Study of coronavirus pathogenesis, including demyelination, SARS and MERS
My laboratory examines the pathogenesis of murine coronavirus-induced demyelination and the respiratory infections caused by the human coronaviruses that caused the Severe Acute Respiratory Syndrome (SARS) and the Middle East Respiratory Syndrome.
Mice infected with mouse hepatitis virus develop a demyelinating disease with many similarities to the human disease, multiple sclerosis. Research in my laboratory is aimed at determining the immunological and viral factors involved in the demyelinating process. Previously, we determined the CD4 and CD8 T cell epitopes recognized in the central nervous system (CNS) of infected mice.
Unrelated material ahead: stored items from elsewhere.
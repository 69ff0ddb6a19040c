//! Centralized defaults for scoring and offer generation
//!
//! Single source of truth for the rule table defaults. Config files override
//! them; nothing else should hardcode these numbers.

/// Pattern eligibility (urgency bonus, recommendations, potential-lead gate)
pub mod eligibility {
    /// Minimum failure rate for a domain to count as chronic
    pub const FAILURE_RATE_THRESHOLD: f64 = 0.40;

    /// Minimum distinct sessions with errors in the domain
    pub const MIN_SESSIONS_FOR_PATTERN: u32 = 5;

    /// Domain that drives the potential-lead rule
    pub const POTENTIAL_LEAD_DOMAIN: &str = "management";
}

/// Sub-score weights; must sum to 1.0
pub mod weights {
    pub const READINESS: f64 = 0.35;
    pub const URGENCY: f64 = 0.40;
    pub const VALUE: f64 = 0.25;
}

/// Cap applied to each sub-score
pub const MAX_SUB_SCORE: f64 = 100.0;

/// Lead status thresholds on the overall score
pub mod status {
    pub const QUALIFIED: f64 = 80.0;
    pub const HOT: f64 = 60.0;
    pub const WARM: f64 = 40.0;
}

/// Offer ranking
pub mod offers {
    /// Priority = failure_rate * FAILURE_RATE_WEIGHT + score * SCORE_WEIGHT
    pub const FAILURE_RATE_WEIGHT: f64 = 60.0;
    pub const SCORE_WEIGHT: f64 = 0.4;

    pub const MAX_RECOMMENDATIONS: usize = 3;

    /// Failure rate at which top-tier leads get the limited-time tier
    pub const LIMITED_TIME_FAILURE_RATE: f64 = 0.60;

    /// Priority given to the forced potential-lead recommendation
    pub const POTENTIAL_LEAD_PRIORITY: f64 = 100.0;
}

/// Hours a lead score stays fresh
pub const LEAD_SCORE_TTL_HOURS: i64 = 48;

/// Error analysis
pub mod analysis {
    /// Recent error descriptions kept per pattern
    pub const RECENT_ERRORS_LIMIT: usize = 5;

    /// Stored errors required before a lead analysis runs
    pub const MIN_ERRORS_FOR_ANALYSIS: usize = 5;
}

/// Free-to-paid conversion detection
pub mod conversion {
    /// Consecutive high-confidence sessions required
    pub const MIN_CONSECUTIVE_SESSIONS: u32 = 3;

    /// Confidence score (0-10) that counts as high
    pub const MIN_CONFIDENCE_SCORE: f64 = 8.0;

    /// Most recent sessions inspected per user
    pub const RECENT_SESSION_WINDOW: usize = 5;

    /// Sessions older than this are ignored
    pub const LOOKBACK_DAYS: i64 = 14;
}
//! Free-to-paid conversion detection
//!
//! A free user becomes a conversion candidate after a run of consecutive
//! high-confidence coaching sessions among their most recent ones.

use chrono::{DateTime, Duration, Utc};

use fluency_leads_config::ConversionThresholds;
use fluency_leads_core::{
    AccountRole, ConversionAction, ConversionCandidate, SessionSummary, UserProfile,
};

#[derive(Debug, Clone)]
pub struct ConversionDetector {
    thresholds: ConversionThresholds,
}

impl ConversionDetector {
    pub fn new(thresholds: ConversionThresholds) -> Self {
        Self { thresholds }
    }

    /// Check one user's sessions at `now`
    ///
    /// Only sessions inside the lookback window count. The most recent
    /// `recent_session_window` of those are inspected newest first.
    pub fn detect(
        &self,
        profile: &UserProfile,
        sessions: &[SessionSummary],
        now: DateTime<Utc>,
    ) -> Option<ConversionCandidate> {
        if profile.current_role != AccountRole::Free {
            return None;
        }

        let since = now - Duration::days(self.thresholds.lookback_days);
        let mut recent: Vec<&SessionSummary> =
            sessions.iter().filter(|s| s.started_at >= since).collect();
        recent.sort_by(|a, b| b.started_at.cmp(&a.started_at));
        recent.truncate(self.thresholds.recent_session_window);

        let last_session_at = recent.first()?.started_at;

        let mut run = 0u32;
        let mut longest = 0u32;
        for session in &recent {
            if session.confidence_score >= self.thresholds.min_confidence_score {
                run += 1;
                longest = longest.max(run);
            } else {
                run = 0;
            }
        }

        if longest < self.thresholds.min_consecutive_sessions {
            return None;
        }

        let scores: Vec<f64> = recent.iter().map(|s| s.confidence_score).collect();
        let avg = scores.iter().sum::<f64>() / scores.len() as f64;
        let max = scores.iter().copied().fold(f64::MIN, f64::max);
        let total_errors = recent.iter().map(|s| s.error_count).sum();

        tracing::info!(
            user_id = %profile.user_id,
            consecutive = longest,
            avg_confidence = avg,
            "Conversion candidate detected"
        );

        Some(ConversionCandidate {
            user_id: profile.user_id.clone(),
            english_level: profile.current_level,
            consecutive_high_scores: longest,
            recent_sessions_count: recent.len() as u32,
            avg_confidence_score: (avg * 100.0).round() / 100.0,
            max_confidence_score: max,
            total_errors,
            confidence_scores: scores.into_iter().take(longest as usize).collect(),
            last_session_at,
            recommendation: ConversionAction::SendExecutiveOffer,
        })
    }
}

impl Default for ConversionDetector {
    fn default() -> Self {
        Self::new(ConversionThresholds::default())
    }
}
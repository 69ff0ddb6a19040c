//! Lead scorer command-line entry point
//!
//! Reads a learner profile plus error events (or session summaries) as JSON,
//! runs the scoring pipeline against in-memory stores and prints the
//! resulting records as JSON on stdout. Logs go to stderr.

use anyhow::{Context, Result};
use clap::{Parser, Subcommand};
use serde::{Deserialize, Serialize};
use std::path::{Path, PathBuf};
use tracing_subscriber::prelude::*;

use fluency_leads_config::{load_settings, Settings};
use fluency_leads_core::{
    ConversionCandidate, DynamicOffer, ErrorEvent, ErrorPattern, LeadScore, SessionSummary,
    UserProfile,
};
use fluency_leads_engine::LeadScoringEngine;
use fluency_leads_persistence::PersistenceLayer;

#[derive(Parser, Debug)]
#[command(author, version, about, long_about = None)]
struct Args {
    /// Settings environment (loads config/{env}.yaml)
    #[arg(long, env = "FLUENCY_LEADS_ENV")]
    env: Option<String>,

    #[command(subcommand)]
    command: Command,
}

#[derive(Subcommand, Debug)]
enum Command {
    /// Score a learner from their error events
    Score {
        /// JSON file with `profile` and `events`
        #[arg(long)]
        input: PathBuf,
    },
    /// Check whether a free learner is a conversion candidate
    Conversion {
        /// JSON file with `profile` and `sessions`
        #[arg(long)]
        input: PathBuf,
    },
    /// Load and validate the scoring rules and offer catalog
    CheckConfig,
}

#[derive(Deserialize)]
struct ScoreInput {
    profile: UserProfile,
    #[serde(default)]
    events: Vec<ErrorEvent>,
}

#[derive(Serialize)]
struct ScoreOutput {
    patterns: Vec<ErrorPattern>,
    lead_score: LeadScore,
    offer: Option<DynamicOffer>,
}

#[derive(Deserialize)]
struct ConversionInput {
    profile: UserProfile,
    #[serde(default)]
    sessions: Vec<SessionSummary>,
}

#[derive(Serialize)]
struct ConversionOutput {
    user_id: String,
    candidate: Option<ConversionCandidate>,
}

fn main() -> Result<()> {
    let args = Args::parse();

    // Priority: env vars > config/{env}.yaml > config/default.yaml > defaults
    let settings = match load_settings(args.env.as_deref()) {
        Ok(settings) => settings,
        Err(e) => {
            // Tracing not yet initialized
            eprintln!("Warning: Failed to load settings: {}. Using defaults.", e);
            Settings::default()
        }
    };

    init_tracing(&settings);
    tracing::debug!(
        environment = ?settings.environment,
        env = args.env.as_deref().unwrap_or("default"),
        "Settings loaded"
    );

    let engine = build_engine(&settings)?;

    match args.command {
        Command::Score { input } => {
            let input: ScoreInput = read_json(&input)?;
            print_json(&score(&engine, input)?)
        }
        Command::Conversion { input } => {
            let input: ConversionInput = read_json(&input)?;
            let candidate = engine.detect_conversion_candidate(&input.profile, &input.sessions);
            print_json(&ConversionOutput {
                user_id: input.profile.user_id,
                candidate,
            })
        }
        Command::CheckConfig => {
            tracing::info!(
                modules = engine.catalog().modules.len(),
                domains = engine.catalog().domain_offers.len(),
                "Configuration is valid"
            );
            Ok(())
        }
    }
}

fn init_tracing(settings: &Settings) {
    let env_filter = tracing_subscriber::EnvFilter::try_from_default_env().unwrap_or_else(|_| {
        tracing_subscriber::EnvFilter::new(&settings.observability.log_level)
    });

    let subscriber = tracing_subscriber::registry().with(env_filter);
    let fmt_layer = if settings.observability.log_json {
        tracing_subscriber::fmt::layer()
            .json()
            .with_writer(std::io::stderr)
            .boxed()
    } else {
        tracing_subscriber::fmt::layer()
            .with_writer(std::io::stderr)
            .boxed()
    };
    subscriber.with(fmt_layer).init();
}

fn build_engine(settings: &Settings) -> Result<LeadScoringEngine> {
    let scoring = settings
        .scoring_config()
        .context("Failed to load scoring config")?;
    let catalog = settings
        .offer_catalog()
        .context("Failed to load offer catalog")?;
    let stores = PersistenceLayer::in_memory();

    Ok(LeadScoringEngine::new(
        scoring,
        catalog,
        stores.lead_scores,
        stores.offers,
        stores.error_history,
    ))
}

fn score(engine: &LeadScoringEngine, input: ScoreInput) -> Result<ScoreOutput> {
    let profile = input.profile;
    let patterns = engine.analyze_error_patterns(&profile.user_id, &input.events);

    let (matched, offer) = engine.check_potential_lead_criteria(&profile, &patterns)?;
    let lead_score = if matched {
        // The gate has already scored and stored the profile
        match engine.stored_lead_score(&profile.user_id)? {
            Some(score) => score,
            None => engine.calculate_lead_score(&profile, &patterns)?,
        }
    } else {
        engine.calculate_lead_score(&profile, &patterns)?
    };

    Ok(ScoreOutput {
        patterns,
        lead_score,
        offer,
    })
}

fn read_json<T: serde::de::DeserializeOwned>(path: &Path) -> Result<T> {
    let content = std::fs::read_to_string(path)
        .with_context(|| format!("Failed to read {}", path.display()))?;
    serde_json::from_str(&content).with_context(|| format!("Invalid input in {}", path.display()))
}

fn print_json<T: Serialize>(value: &T) -> Result<()> {
    println!("{}", serde_json::to_string_pretty(value)?);
    Ok(())
}
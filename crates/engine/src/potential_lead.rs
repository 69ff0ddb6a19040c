//! Potential-lead gate
//!
//! C1 learners with chronic failures in the potential-lead domain skip the
//! regular ranking and receive the executive module at the limited-time tier.

use fluency_leads_config::ScoringConfig;
use fluency_leads_core::{ErrorPattern, ProficiencyLevel, UserProfile};

#[derive(Debug, Clone, Copy)]
pub struct PotentialLeadGate<'a> {
    config: &'a ScoringConfig,
}

impl<'a> PotentialLeadGate<'a> {
    pub fn new(config: &'a ScoringConfig) -> Self {
        Self { config }
    }

    /// The pattern that opens the gate, if the profile qualifies
    pub fn matching_pattern<'p>(
        &self,
        profile: &UserProfile,
        patterns: &'p [ErrorPattern],
    ) -> Option<&'p ErrorPattern> {
        if profile.current_level != ProficiencyLevel::C1 {
            return None;
        }
        self.config.eligibility.potential_lead_pattern(patterns)
    }
}
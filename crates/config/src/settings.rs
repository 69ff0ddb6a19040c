//! Main settings module
//!
//! Layered settings for the lead scorer: `config/default`, then
//! `config/{env}`, then `FLUENCY_LEADS__*` environment variables. The scoring
//! rules and the offer catalog live in their own YAML files referenced from
//! here; when no path is set the built-in defaults apply.

use config::{Config, Environment, File};
use serde::{Deserialize, Serialize};

use crate::{ConfigError, OfferCatalog, ScoringConfig};

/// Runtime environment
#[derive(Debug, Clone, Copy, PartialEq, Eq, Serialize, Deserialize, Default)]
#[serde(rename_all = "lowercase")]
pub enum RuntimeEnvironment {
    /// Missing rule files fall back to defaults with a warning
    #[default]
    Development,
    Staging,
    /// Rule file paths must be set explicitly
    Production,
}

impl RuntimeEnvironment {
    pub fn is_production(&self) -> bool {
        matches!(self, Self::Production)
    }
}

/// Main application settings
#[derive(Debug, Clone, Serialize, Deserialize, Default)]
pub struct Settings {
    #[serde(default)]
    pub environment: RuntimeEnvironment,

    /// Logging configuration
    #[serde(default)]
    pub observability: ObservabilityConfig,

    /// Path to scoring.yaml
    #[serde(default)]
    pub scoring_config_path: Option<String>,

    /// Path to catalog.yaml
    #[serde(default)]
    pub catalog_path: Option<String>,
}

impl Settings {
    pub fn validate(&self) -> Result<(), ConfigError> {
        self.observability.validate()?;

        if self.environment.is_production() {
            if self.scoring_config_path.is_none() {
                return Err(ConfigError::MissingField("scoring_config_path".to_string()));
            }
            if self.catalog_path.is_none() {
                return Err(ConfigError::MissingField("catalog_path".to_string()));
            }
        }

        Ok(())
    }

    /// Scoring rules from `scoring_config_path`, or the defaults
    pub fn scoring_config(&self) -> Result<ScoringConfig, ConfigError> {
        match &self.scoring_config_path {
            Some(path) => ScoringConfig::load(path),
            None => {
                tracing::debug!("No scoring config path set, using defaults");
                Ok(ScoringConfig::default())
            }
        }
    }

    /// Offer catalog from `catalog_path`, or the defaults
    pub fn offer_catalog(&self) -> Result<OfferCatalog, ConfigError> {
        match &self.catalog_path {
            Some(path) => OfferCatalog::load(path),
            None => {
                tracing::debug!("No catalog path set, using defaults");
                Ok(OfferCatalog::default())
            }
        }
    }
}

/// Observability configuration
#[derive(Debug, Clone, Serialize, Deserialize)]
pub struct ObservabilityConfig {
    /// Log level or EnvFilter directive
    #[serde(default = "default_log_level")]
    pub log_level: String,

    /// Enable JSON logging
    #[serde(default)]
    pub log_json: bool,
}

fn default_log_level() -> String {
    "info".to_string()
}

impl Default for ObservabilityConfig {
    fn default() -> Self {
        Self {
            log_level: default_log_level(),
            log_json: false,
        }
    }
}

impl ObservabilityConfig {
    fn validate(&self) -> Result<(), ConfigError> {
        if self.log_level.trim().is_empty() {
            return Err(ConfigError::invalid(
                "observability.log_level",
                "Log level must not be empty",
            ));
        }
        Ok(())
    }
}

/// Load settings from files and environment
pub fn load_settings(env: Option<&str>) -> Result<Settings, ConfigError> {
    let mut builder = Config::builder();

    builder = builder.add_source(File::with_name("config/default").required(false));

    if let Some(env_name) = env {
        builder =
            builder.add_source(File::with_name(&format!("config/{}", env_name)).required(false));
    }

    builder = builder.add_source(
        Environment::with_prefix("FLUENCY_LEADS")
            .separator("__")
            .try_parsing(true),
    );

    let config = builder.build()?;
    let settings: Settings = config.try_deserialize()?;

    settings.validate()?;

    Ok(settings)
}
//! Lead Scoring Configuration
//!
//! Defines the rule table for readiness, urgency and value sub-scores, the
//! weights that combine them, status thresholds and offer ranking. Defaults
//! reproduce the production rule set; a scoring.yaml may override any part.

use serde::{Deserialize, Serialize};
use std::path::Path;

use fluency_leads_core::ErrorPattern;

use crate::constants;
use crate::ConfigError;

/// Scoring configuration loaded from scoring.yaml
#[derive(Debug, Clone, PartialEq, Serialize, Deserialize, Default)]
pub struct ScoringConfig {
    /// Which error patterns count as chronic
    #[serde(default)]
    pub eligibility: EligibilityConfig,
    #[serde(default)]
    pub readiness: ReadinessPoints,
    #[serde(default)]
    pub urgency: UrgencyPoints,
    #[serde(default)]
    pub value: ValuePoints,
    /// Weights combining the sub-scores
    #[serde(default)]
    pub weights: SubScoreWeights,
    #[serde(default)]
    pub status_thresholds: StatusThresholds,
    #[serde(default)]
    pub offers: OfferRankingConfig,
    #[serde(default)]
    pub analysis: AnalysisConfig,
    #[serde(default)]
    pub conversion: ConversionThresholds,
}

impl ScoringConfig {
    /// Load from a YAML file and validate
    pub fn load<P: AsRef<Path>>(path: P) -> Result<Self, ConfigError> {
        let config: ScoringConfig = crate::read_yaml(path.as_ref())?;
        config.validate()?;
        tracing::debug!(path = %path.as_ref().display(), "Loaded scoring config");
        Ok(config)
    }

    /// Parse from a YAML string and validate
    pub fn from_yaml(yaml: &str) -> Result<Self, ConfigError> {
        let config: ScoringConfig = serde_yaml::from_str(yaml)?;
        config.validate()?;
        Ok(config)
    }

    /// Validate ranges and cross-field constraints
    pub fn validate(&self) -> Result<(), ConfigError> {
        unit_interval("eligibility.failure_rate_threshold", self.eligibility.failure_rate_threshold)?;
        unit_interval("offers.limited_time_failure_rate", self.offers.limited_time_failure_rate)?;

        if self.eligibility.domain.trim().is_empty() {
            return Err(ConfigError::MissingField(
                "eligibility.potential_lead_domain".to_string(),
            ));
        }

        self.readiness.validate()?;
        self.urgency.validate()?;
        self.value.validate()?;
        self.weights.validate()?;
        self.status_thresholds.validate()?;

        if self.max_sub_score() <= 0.0 {
            return Err(ConfigError::invalid("max_sub_score", "Must be positive"));
        }

        if self.offers.max_recommendations == 0 {
            return Err(ConfigError::invalid(
                "offers.max_recommendations",
                "At least one recommendation must be allowed",
            ));
        }

        if self.analysis.recent_errors_limit == 0 {
            return Err(ConfigError::invalid(
                "analysis.recent_errors_limit",
                "Must keep at least one recent error",
            ));
        }

        if self.analysis.lead_score_ttl_hours <= 0 {
            return Err(ConfigError::invalid(
                "analysis.lead_score_ttl_hours",
                format!("Must be positive, got {}", self.analysis.lead_score_ttl_hours),
            ));
        }

        if !(0.0..=10.0).contains(&self.conversion.min_confidence_score) {
            return Err(ConfigError::invalid(
                "conversion.min_confidence_score",
                format!(
                    "Must be between 0.0 and 10.0, got {}",
                    self.conversion.min_confidence_score
                ),
            ));
        }

        if self.conversion.recent_session_window < self.conversion.min_consecutive_sessions as usize {
            return Err(ConfigError::invalid(
                "conversion.recent_session_window",
                "Window is shorter than the required consecutive run",
            ));
        }

        if self.conversion.lookback_days <= 0 {
            return Err(ConfigError::invalid(
                "conversion.lookback_days",
                format!("Must be positive, got {}", self.conversion.lookback_days),
            ));
        }

        Ok(())
    }

    /// Cap applied to every sub-score
    pub fn max_sub_score(&self) -> f64 {
        constants::MAX_SUB_SCORE
    }
}

fn unit_interval(field: &str, value: f64) -> Result<(), ConfigError> {
    if !(0.0..=1.0).contains(&value) {
        return Err(ConfigError::invalid(
            field,
            format!("Must be between 0.0 and 1.0, got {}", value),
        ));
    }
    Ok(())
}

fn non_negative(field: &str, value: f64) -> Result<(), ConfigError> {
    if value.is_nan() || value < 0.0 {
        return Err(ConfigError::invalid(
            field,
            format!("Points must not be negative, got {}", value),
        ));
    }
    Ok(())
}

/// Pattern eligibility rule shared by urgency, recommendations and the
/// potential-lead gate
#[derive(Debug, Clone, PartialEq, Serialize, Deserialize)]
pub struct EligibilityConfig {
    pub failure_rate_threshold: f64,
    pub min_sessions: u32,
    /// Domain whose chronic failures mark advanced learners as potential leads
    #[serde(rename = "potential_lead_domain")]
    pub domain: String,
}

impl EligibilityConfig {
    /// Whether a pattern is chronic enough to drive urgency and offers
    pub fn is_eligible(&self, pattern: &ErrorPattern) -> bool {
        pattern.failure_rate >= self.failure_rate_threshold
            && pattern.total_sessions >= self.min_sessions
    }

    /// Eligible pattern for the potential-lead domain, if any
    pub fn potential_lead_pattern<'a>(&self, patterns: &'a [ErrorPattern]) -> Option<&'a ErrorPattern> {
        patterns
            .iter()
            .find(|p| p.is_domain(&self.domain) && self.is_eligible(p))
    }
}

impl Default for EligibilityConfig {
    fn default() -> Self {
        Self {
            failure_rate_threshold: constants::eligibility::FAILURE_RATE_THRESHOLD,
            min_sessions: constants::eligibility::MIN_SESSIONS_FOR_PATTERN,
            domain: constants::eligibility::POTENTIAL_LEAD_DOMAIN.to_string(),
        }
    }
}

/// Readiness points (likelihood to convert)
#[derive(Debug, Clone, PartialEq, Serialize, Deserialize)]
pub struct ReadinessPoints {
    /// C1/C2 learners
    pub advanced_level: f64,
    /// B2 learners
    pub upper_intermediate_level: f64,
    /// Everyone else
    pub base_level: f64,
    pub high_engagement_sessions: u32,
    pub high_engagement: f64,
    pub moderate_engagement_sessions: u32,
    pub moderate_engagement: f64,
    /// Student or coach accounts
    pub paid_role: f64,
    pub committed_modules: usize,
    pub committed: f64,
}

impl Default for ReadinessPoints {
    fn default() -> Self {
        Self {
            advanced_level: 40.0,
            upper_intermediate_level: 25.0,
            base_level: 10.0,
            high_engagement_sessions: 20,
            high_engagement: 20.0,
            moderate_engagement_sessions: 10,
            moderate_engagement: 10.0,
            paid_role: 20.0,
            committed_modules: 3,
            committed: 20.0,
        }
    }
}

impl ReadinessPoints {
    pub fn validate(&self) -> Result<(), ConfigError> {
        non_negative("readiness.advanced_level", self.advanced_level)?;
        non_negative("readiness.upper_intermediate_level", self.upper_intermediate_level)?;
        non_negative("readiness.base_level", self.base_level)?;
        non_negative("readiness.high_engagement", self.high_engagement)?;
        non_negative("readiness.moderate_engagement", self.moderate_engagement)?;
        non_negative("readiness.paid_role", self.paid_role)?;
        non_negative("readiness.committed", self.committed)
    }
}

/// Urgency points (time sensitivity)
#[derive(Debug, Clone, PartialEq, Serialize, Deserialize)]
pub struct UrgencyPoints {
    /// Added once per chronic domain
    pub per_chronic_domain: f64,
    pub recent_days: i64,
    pub recent_activity: f64,
    pub lapsing_days: i64,
    pub lapsing_activity: f64,
    pub weak_area_count: usize,
    pub weak_areas: f64,
}

impl Default for UrgencyPoints {
    fn default() -> Self {
        Self {
            per_chronic_domain: 30.0,
            recent_days: 3,
            recent_activity: 30.0,
            lapsing_days: 7,
            lapsing_activity: 15.0,
            weak_area_count: 3,
            weak_areas: 20.0,
        }
    }
}

impl UrgencyPoints {
    pub fn validate(&self) -> Result<(), ConfigError> {
        non_negative("urgency.per_chronic_domain", self.per_chronic_domain)?;
        non_negative("urgency.recent_activity", self.recent_activity)?;
        non_negative("urgency.lapsing_activity", self.lapsing_activity)?;
        non_negative("urgency.weak_areas", self.weak_areas)
    }
}

/// Value points (lifetime value proxy)
#[derive(Debug, Clone, PartialEq, Serialize, Deserialize)]
pub struct ValuePoints {
    pub advanced_level: f64,
    pub paid_role: f64,
    pub long_term_days: i64,
    pub long_term: f64,
}

impl Default for ValuePoints {
    fn default() -> Self {
        Self {
            advanced_level: 40.0,
            paid_role: 30.0,
            long_term_days: 90,
            long_term: 30.0,
        }
    }
}

impl ValuePoints {
    pub fn validate(&self) -> Result<(), ConfigError> {
        non_negative("value.advanced_level", self.advanced_level)?;
        non_negative("value.paid_role", self.paid_role)?;
        non_negative("value.long_term", self.long_term)
    }
}

/// Weights for the overall score
#[derive(Debug, Clone, PartialEq, Serialize, Deserialize)]
pub struct SubScoreWeights {
    pub readiness: f64,
    pub urgency: f64,
    pub value: f64,
}

impl Default for SubScoreWeights {
    fn default() -> Self {
        Self {
            readiness: constants::weights::READINESS,
            urgency: constants::weights::URGENCY,
            value: constants::weights::VALUE,
        }
    }
}

impl SubScoreWeights {
    /// Weights must each be in [0, 1] and sum to 1 so the overall score
    /// stays within the sub-score range
    pub fn validate(&self) -> Result<(), ConfigError> {
        unit_interval("weights.readiness", self.readiness)?;
        unit_interval("weights.urgency", self.urgency)?;
        unit_interval("weights.value", self.value)?;

        let sum = self.readiness + self.urgency + self.value;
        if (sum - 1.0).abs() > 1e-6 {
            return Err(ConfigError::invalid(
                "weights",
                format!("Weights must sum to 1.0, got {:.4}", sum),
            ));
        }
        Ok(())
    }

    pub fn combine(&self, readiness: f64, urgency: f64, value: f64) -> f64 {
        readiness * self.readiness + urgency * self.urgency + value * self.value
    }
}

/// Minimum overall score per status
#[derive(Debug, Clone, PartialEq, Serialize, Deserialize)]
pub struct StatusThresholds {
    pub qualified: f64,
    pub hot: f64,
    pub warm: f64,
}

impl Default for StatusThresholds {
    fn default() -> Self {
        Self {
            qualified: constants::status::QUALIFIED,
            hot: constants::status::HOT,
            warm: constants::status::WARM,
        }
    }
}

impl StatusThresholds {
    pub fn validate(&self) -> Result<(), ConfigError> {
        if !(self.warm <= self.hot && self.hot <= self.qualified) {
            return Err(ConfigError::invalid(
                "status_thresholds",
                format!(
                    "Thresholds must be ordered warm <= hot <= qualified, got {} / {} / {}",
                    self.warm, self.hot, self.qualified
                ),
            ));
        }
        if self.warm < 0.0 || self.qualified > constants::MAX_SUB_SCORE {
            return Err(ConfigError::invalid(
                "status_thresholds",
                "Thresholds must lie within 0-100",
            ));
        }
        Ok(())
    }
}

/// Offer ranking and tiering
#[derive(Debug, Clone, PartialEq, Serialize, Deserialize)]
pub struct OfferRankingConfig {
    pub failure_rate_weight: f64,
    pub score_weight: f64,
    pub max_recommendations: usize,
    pub limited_time_failure_rate: f64,
    pub potential_lead_priority: f64,
}

impl Default for OfferRankingConfig {
    fn default() -> Self {
        Self {
            failure_rate_weight: constants::offers::FAILURE_RATE_WEIGHT,
            score_weight: constants::offers::SCORE_WEIGHT,
            max_recommendations: constants::offers::MAX_RECOMMENDATIONS,
            limited_time_failure_rate: constants::offers::LIMITED_TIME_FAILURE_RATE,
            potential_lead_priority: constants::offers::POTENTIAL_LEAD_PRIORITY,
        }
    }
}

/// Error analysis settings
#[derive(Debug, Clone, PartialEq, Serialize, Deserialize)]
pub struct AnalysisConfig {
    pub recent_errors_limit: usize,
    pub min_errors_for_analysis: usize,
    pub lead_score_ttl_hours: i64,
}

impl Default for AnalysisConfig {
    fn default() -> Self {
        Self {
            recent_errors_limit: constants::analysis::RECENT_ERRORS_LIMIT,
            min_errors_for_analysis: constants::analysis::MIN_ERRORS_FOR_ANALYSIS,
            lead_score_ttl_hours: constants::LEAD_SCORE_TTL_HOURS,
        }
    }
}

/// Free-to-paid conversion detection thresholds
#[derive(Debug, Clone, PartialEq, Serialize, Deserialize)]
pub struct ConversionThresholds {
    pub min_consecutive_sessions: u32,
    pub min_confidence_score: f64,
    pub recent_session_window: usize,
    pub lookback_days: i64,
}

impl Default for ConversionThresholds {
    fn default() -> Self {
        Self {
            min_consecutive_sessions: constants::conversion::MIN_CONSECUTIVE_SESSIONS,
            min_confidence_score: constants::conversion::MIN_CONFIDENCE_SCORE,
            recent_session_window: constants::conversion::RECENT_SESSION_WINDOW,
            lookback_days: constants::conversion::LOOKBACK_DAYS,
        }
    }
}
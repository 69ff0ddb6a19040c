//! Error history store

use parking_lot::RwLock;
use std::collections::HashMap;

use fluency_leads_core::{ErrorEvent, ErrorHistoryStore, Result};

/// Per-user error events in arrival order
#[derive(Default)]
pub struct InMemoryErrorHistoryStore {
    history: RwLock<HashMap<String, Vec<ErrorEvent>>>,
}

impl InMemoryErrorHistoryStore {
    pub fn new() -> Self {
        Self::default()
    }
}

impl ErrorHistoryStore for InMemoryErrorHistoryStore {
    fn append(&self, user_id: &str, event: ErrorEvent) -> Result<usize> {
        let mut history = self.history.write();
        let events = history.entry(user_id.to_string()).or_default();
        events.push(event);
        Ok(events.len())
    }

    fn history(&self, user_id: &str) -> Result<Vec<ErrorEvent>> {
        Ok(self
            .history
            .read()
            .get(user_id)
            .cloned()
            .unwrap_or_default())
    }

    fn clear(&self, user_id: &str) -> Result<()> {
        self.history.write().remove(user_id);
        Ok(())
    }
}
We showed that in mice infected chronically with the virus, cytotoxic T cell escape mutants arise. These mutations completely abrogate recognition by CD8 T cells and thereby facilitate persistence. We have developed a reverse genetics system for introducing mutations into the murine coronavirus genome. We have developed a model to determine the role of individual effector molecules in demyelination, using immunodeficient mice infected with the virus. Most recently, we are interested in the role of regulatory T cells, including those that express IL-10 in the demyelinating process.
We developed several novel mouse models for SARS and MERS, and examine the role of the innate and adaptive immune responses in the development of the respiratory disease observed in these mice. We are most interested in why aged compared to young individuals are at much greater risk for severe disease.